お客様の頭だけを見て、お客様の人生を見ようとしない。
どちらであっても仕事としては成立しますが、たとえ同じようなスタイルだったとしても、施術されたお客様には全然違った感想になるはずです。
安いことが悪い事ではない。価格以上の価値を提供し続けているからこそ繁盛している。
そしてある程度の企業規模、資金力があれば良いのだが、N’SOLはお世辞にも大きいとは言えない。
価格を安くしてたくさんお客様の来るお店にしたら、お客様もスタッフもうれしいのだろうか。
ひっきりなしに来るお客さんで無駄にお待たせする中で、スタッフの色と熱がお客様に伝わるのだろうか。
薄利多売を加速させて、スタッフは疲弊しないだろうか。企業は永続できるのだろうか。
それを頑張って解決していくのが経営者なのですが、まだまだ力不足で申し訳ない・・・。
私は、たとえどんなに日本が貧乏になって、お金を切り詰めなければならない状況でも、人間、特に女性の「常に美しくありたい」とうい気持ちの色と熱が、薄れていくことは無いのではないかと思っています。
見た目が綺麗になればそれでよい、のかもしれませんが、
N’SOLは心、気持ちも綺麗にできる場所でありたいと思うわけです。
だからこそカウンセリングも入念に、シャンプーやスパやマッサージもこだわって、美容師にしかできないケアとスタイリング、1年に数回の特別な非日常空間は、ぜいたくに過ごしてほしい。

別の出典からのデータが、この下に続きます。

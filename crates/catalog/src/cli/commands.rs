//! # CLI Layer
//!
//! 1. **Argument Parsing**: shell arguments into typed commands via clap
//! 2. **Logging**: a `tracing-subscriber` writing to stderr
//! 3. **Context Setup**: [`initialize`] resolves the data dir, config and store
//! 4. **Dispatch**: each subcommand maps to one API call
//! 5. **Exit Codes**: [`exit_code`] maps the error kind to a status
//!
//! Ids and value types arrive as strings and are parsed here, so a malformed
//! id is reported like any other validation error.

use super::render::{delete_summary, detail_view, print_json, value_views};
use super::setup::{
    CategoryCommands, Cli, Commands, FeatureCommands, ResourceCommands, SlotArgs, ValueCommands,
};
use anyhow::Result;
use catalogapp::api::CatalogApi;
use catalogapp::error::{CatalogError, ErrorKind};
use catalogapp::init::{initialize, DynStore};
use catalogapp::model::{FeatureUpdate, NewFeature, NewResource, ResourceUpdate};
use catalogapp::values::{ValueSlots, ValueType};
use clap::Parser;
use std::str::FromStr;
use tracing::debug;
use tracing_subscriber::EnvFilter;

/// Environment variable holding the log filter.
pub const LOG_ENV: &str = "CATALOG_LOG";

pub fn run() -> Result<()> {
    let cli = Cli::parse();
    init_tracing(cli.verbose);

    let ctx = initialize(cli.data.clone())?;
    debug!(data_dir = %ctx.data_dir.display(), "Catalog ready");

    dispatch(&ctx.api, cli.command)
}

/// Map a failure to the process exit status.
pub fn exit_code(err: &anyhow::Error) -> i32 {
    match err.downcast_ref::<CatalogError>().map(CatalogError::kind) {
        Some(ErrorKind::Validation) | Some(ErrorKind::TypeMismatch) => 2,
        Some(ErrorKind::Reference) => 3,
        Some(ErrorKind::NotFound) => 4,
        Some(ErrorKind::Storage) => 5,
        None => 1,
    }
}

fn init_tracing(verbose: bool) {
    let default = if verbose { "debug" } else { "warn" };
    let filter = EnvFilter::try_from_env(LOG_ENV).unwrap_or_else(|_| EnvFilter::new(default));
    // A second init (e.g. in tests) is harmless
    let _ = tracing_subscriber::fmt()
        .with_env_filter(filter)
        .with_writer(std::io::stderr)
        .try_init();
}

fn dispatch(api: &CatalogApi<DynStore>, command: Commands) -> Result<()> {
    match command {
        Commands::Types => print_json(api.value_types()),
        Commands::Category(cmd) => category(api, cmd),
        Commands::Feature(cmd) => feature(api, cmd),
        Commands::Resource(cmd) => resource(api, cmd),
        Commands::Value(cmd) => value(api, cmd),
        Commands::Doctor => print_json(&api.doctor()?),
        Commands::Seed { if_empty } => {
            let added = if if_empty {
                api.seed_if_empty()?.unwrap_or_default()
            } else {
                api.seed_demo()?
            };
            print_json(&added)
        }
        Commands::Stats => print_json(&api.stats()?),
    }
}

fn category(api: &CatalogApi<DynStore>, cmd: CategoryCommands) -> Result<()> {
    match cmd {
        CategoryCommands::Create { name } => print_json(&api.create_category(&name)?),
        CategoryCommands::Get { id } => print_json(&api.get_category(parse(&id)?)?),
        CategoryCommands::List => print_json(&api.list_categories()?),
        CategoryCommands::Update { id, name } => {
            print_json(&api.update_category(parse(&id)?, &name)?)
        }
        CategoryCommands::Delete { id } => {
            print_json(&delete_summary(&api.delete_category(parse(&id)?)?))
        }
    }
}

fn feature(api: &CatalogApi<DynStore>, cmd: FeatureCommands) -> Result<()> {
    match cmd {
        FeatureCommands::Create {
            name,
            value_type,
            category,
        } => {
            let input = NewFeature::new(name, parse::<ValueType>(&value_type)?, parse(&category)?);
            print_json(&api.create_feature(input)?)
        }
        FeatureCommands::Get { id } => print_json(&api.get_feature(parse(&id)?)?),
        FeatureCommands::List { category: None } => print_json(&api.list_features()?),
        FeatureCommands::List {
            category: Some(category),
        } => print_json(&api.list_features_by_category(parse(&category)?)?),
        FeatureCommands::Update {
            id,
            name,
            value_type,
            category,
        } => {
            let patch = FeatureUpdate {
                name,
                value_type: value_type.as_deref().map(parse).transpose()?,
                category_id: category.as_deref().map(parse).transpose()?,
            };
            print_json(&api.update_feature(parse(&id)?, patch)?)
        }
        FeatureCommands::Delete { id } => {
            print_json(&delete_summary(&api.delete_feature(parse(&id)?)?))
        }
    }
}

fn resource(api: &CatalogApi<DynStore>, cmd: ResourceCommands) -> Result<()> {
    match cmd {
        ResourceCommands::Create {
            name,
            quantity,
            inactive,
            category,
        } => {
            let input = NewResource::new(name, quantity, parse(&category)?).with_status(!inactive);
            print_json(&api.create_resource(input)?)
        }
        ResourceCommands::Get { id } => print_json(&api.get_resource(parse(&id)?)?),
        ResourceCommands::List { category: None } => print_json(&api.list_resources()?),
        ResourceCommands::List {
            category: Some(category),
        } => print_json(&api.list_resources_by_category(parse(&category)?)?),
        ResourceCommands::Update {
            id,
            name,
            quantity,
            status,
            category,
        } => {
            let patch = ResourceUpdate {
                name,
                quantity,
                status,
                category_id: category.as_deref().map(parse).transpose()?,
            };
            print_json(&api.update_resource(parse(&id)?, patch)?)
        }
        ResourceCommands::Delete { id } => {
            print_json(&delete_summary(&api.delete_resource(parse(&id)?)?))
        }
    }
}

fn value(api: &CatalogApi<DynStore>, cmd: ValueCommands) -> Result<()> {
    match cmd {
        ValueCommands::Create {
            resource,
            feature,
            slots,
        } => {
            let created =
                api.create_feature_value(parse(&resource)?, parse(&feature)?, to_slots(slots))?;
            print_json(&created.view())
        }
        ValueCommands::Get {
            id,
            detail: true,
            resource: _,
        } => print_json(&detail_view(&api.get_feature_value_detail(parse(&id)?)?)),
        ValueCommands::Get {
            id,
            detail: false,
            resource: Some(resource),
        } => print_json(
            &api.get_feature_value_for_resource(parse(&resource)?, parse(&id)?)?
                .view(),
        ),
        ValueCommands::Get {
            id,
            detail: false,
            resource: None,
        } => print_json(&api.get_feature_value(parse(&id)?)?.view()),
        ValueCommands::List { resource, feature } => {
            let values = match (resource, feature) {
                (Some(resource), _) => api.list_feature_values_by_resource(parse(&resource)?)?,
                (None, Some(feature)) => api.list_feature_values_by_feature(parse(&feature)?)?,
                (None, None) => api.list_feature_values()?,
            };
            print_json(&value_views(&values))
        }
        ValueCommands::Update {
            id,
            resource: Some(resource),
            slots,
        } => print_json(
            &api.update_feature_value_for_resource(parse(&resource)?, parse(&id)?, to_slots(slots))?
                .view(),
        ),
        ValueCommands::Update {
            id,
            resource: None,
            slots,
        } => print_json(&api.update_feature_value(parse(&id)?, to_slots(slots))?.view()),
        ValueCommands::Delete {
            id,
            resource: Some(resource),
        } => print_json(
            &api.delete_feature_value_for_resource(parse(&resource)?, parse(&id)?)?
                .view(),
        ),
        ValueCommands::Delete { id, resource: None } => {
            print_json(&api.delete_feature_value(parse(&id)?)?.view())
        }
    }
}

fn to_slots(args: SlotArgs) -> ValueSlots {
    ValueSlots {
        value_string: args.value_string,
        value_number: args.value_number,
        value_boolean: args.value_boolean,
    }
}

/// Parse an id or type name, keeping the library's error kind.
fn parse<T>(s: &str) -> std::result::Result<T, CatalogError>
where
    T: FromStr<Err = CatalogError>,
{
    s.parse()
}
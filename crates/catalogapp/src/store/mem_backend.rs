use super::backend::StorageBackend;
use super::Tables;
use crate::error::{CatalogError, Result};
use parking_lot::RwLock;
use std::sync::atomic::{AtomicBool, Ordering};

/// In-memory storage backend.
///
/// The snapshot sits behind a `RwLock` so the backend can be shared across
/// threads; saving swaps the whole snapshot under the write lock, which is
/// what makes it atomic.
#[derive(Default)]
pub struct MemBackend {
    tables: RwLock<Tables>,
    simulate_write_error: AtomicBool,
}

impl MemBackend {
    pub fn new() -> Self {
        Self::default()
    }

    /// Start from an existing snapshot (e.g. to test doctor on bad data).
    pub fn with_tables(tables: Tables) -> Self {
        Self {
            tables: RwLock::new(tables),
            simulate_write_error: AtomicBool::new(false),
        }
    }

    /// Enable write error simulation for testing error handling.
    pub fn set_simulate_write_error(&self, simulate: bool) {
        self.simulate_write_error.store(simulate, Ordering::SeqCst);
    }
}

impl StorageBackend for MemBackend {
    fn load_tables(&self) -> Result<Tables> {
        Ok(self.tables.read().clone())
    }

    fn save_tables(&self, tables: &Tables) -> Result<()> {
        if self.simulate_write_error.load(Ordering::SeqCst) {
            return Err(CatalogError::Storage("Simulated write error".to_string()));
        }
        *self.tables.write() = tables.clone();
        Ok(())
    }

    fn location(&self) -> String {
        "memory://catalog".to_string()
    }
}

#[cfg(test)]
mod tests {
    use super::*;
    use crate::ids::CategoryId;
    use crate::model::Category;

    fn one_category() -> Tables {
        let mut tables = Tables::default();
        let id = CategoryId::new();
        tables.categories.insert(
            id,
            Category {
                id,
                name: "Lab".into(),
            },
        );
        tables
    }

    #[test]
    fn starts_empty() {
        let backend = MemBackend::new();
        assert!(backend.load_tables().unwrap().is_empty());
    }

    #[test]
    fn save_then_load() {
        let backend = MemBackend::new();
        let tables = one_category();
        backend.save_tables(&tables).unwrap();
        assert_eq!(backend.load_tables().unwrap(), tables);
    }

    #[test]
    fn simulated_error_keeps_previous_snapshot() {
        let backend = MemBackend::new();
        backend.set_simulate_write_error(true);
        let err = backend.save_tables(&one_category()).unwrap_err();
        assert!(matches!(err, CatalogError::Storage(_)));
        assert!(backend.load_tables().unwrap().is_empty());
    }
}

そう思うわけです。
無駄なサービスなど一つもないのです。
私は今後の美容室の未来から、この「色」と「熱」が無くなることはあってはならない。
むしろもっと濃く、熱くしていかなければならない。
そう思うのです。
「N’SOLちょっと高い。」たまに言われます。
おそらく、色と熱が伝わらなくなってきたのかもしれません。そこは気を引き締めなおさなければ!
猪木みたいに闘魂注入です。そこは。
「浮気してちょっと染めちゃった。」「ちょっと切っちゃった。」
いーんです。
いいんです。いーーんです。
大事な瞬間、大切な日、
N’SOLのスタッフに会いに来てくれれば良いのです。
でもできれば毎月来て欲しいなー。はーははっはー。